Portanto, nota-se, desde a antiguidade, a essencialidade de se proteger o consumidor, mesmo que indiretamente, pois, em regra, ele é a parte mais frágil em uma relação de consumo. Com o avanço do mercado, a partir da Revolução Industrial, ficou ainda mais nítida a necessidade de proteção e fiscalização para esse ramo do Direito.
No Brasil, havia o Código Civil de 1916, que era um Código próprio para demandas individualizadas, no entanto, as relações de consumo são, em regra, coletivas, e para essas relações não havia nenhuma regulamentação. Desse modo, os fundamentos do Código Civil de 1916 não poderiam ser aplicados às relações de consumo por incompatibilidade, fazendo-se necessária, então, uma intervenção estatal para que se criassem e implementassem legislações especificas.
A Constituição da República Federativa do Brasil de 1988 – CRFB/88, trouxe em seu artigo 5º, XXXII[1], o direito fundamental à defesa do consumidor, incluindo no ordenamento jurídico brasileiro a tendência mundial de influência do direito público sobre o direito privado. Posteriormente, o Código de Defesa do Consumidor – CDC, entrou em vigor por meio da Lei nº 8.078, em 1990, com o mesmo objetivo.
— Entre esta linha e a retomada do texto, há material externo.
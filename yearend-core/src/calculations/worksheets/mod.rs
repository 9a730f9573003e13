//! Year-end adjustment worksheet implementation.
//!
//! This module composes the calculation units into the full reconciliation
//! for one employee.

pub mod year_end;

pub use year_end::{
    YearEndWorksheet, employment_income_deduction, progressive_tax, reconcile,
    reconcile_validated,
};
O CDC traz em seu artigo 2° o conceito de consumidor como “toda pessoa física ou jurídica que adquire ou utiliza produto ou serviço como destinatário final” (BRASIL,1990). O conceito apresentado neste artigo, vem acarretando divergências a respeito de sua aplicação nas relações jurídicas de consumo, pois a pessoa jurídica nem sempre será destinatária final ao adquirir um produto, podendo recolocá-lo na cadeia de consumo. Assim, foram desenvolvidas algumas teorias para tentar suprir as interpretações a respeito do tema. (GARCIA, 2019).
A primeira teoria a se observar é a teoria maximalista, que objetivamente diz que o destinatário final é a pessoa que adquire o produto independentemente de qual será sua destinação, seja para utilização própria e de sua família ou com intuito lucrativo. É uma relação objetiva, pois a destinação do produto não é relevante, e sim, se ele foi retirado da cadeia de fornecimento. (ALMEIDA, 2017, p. 38).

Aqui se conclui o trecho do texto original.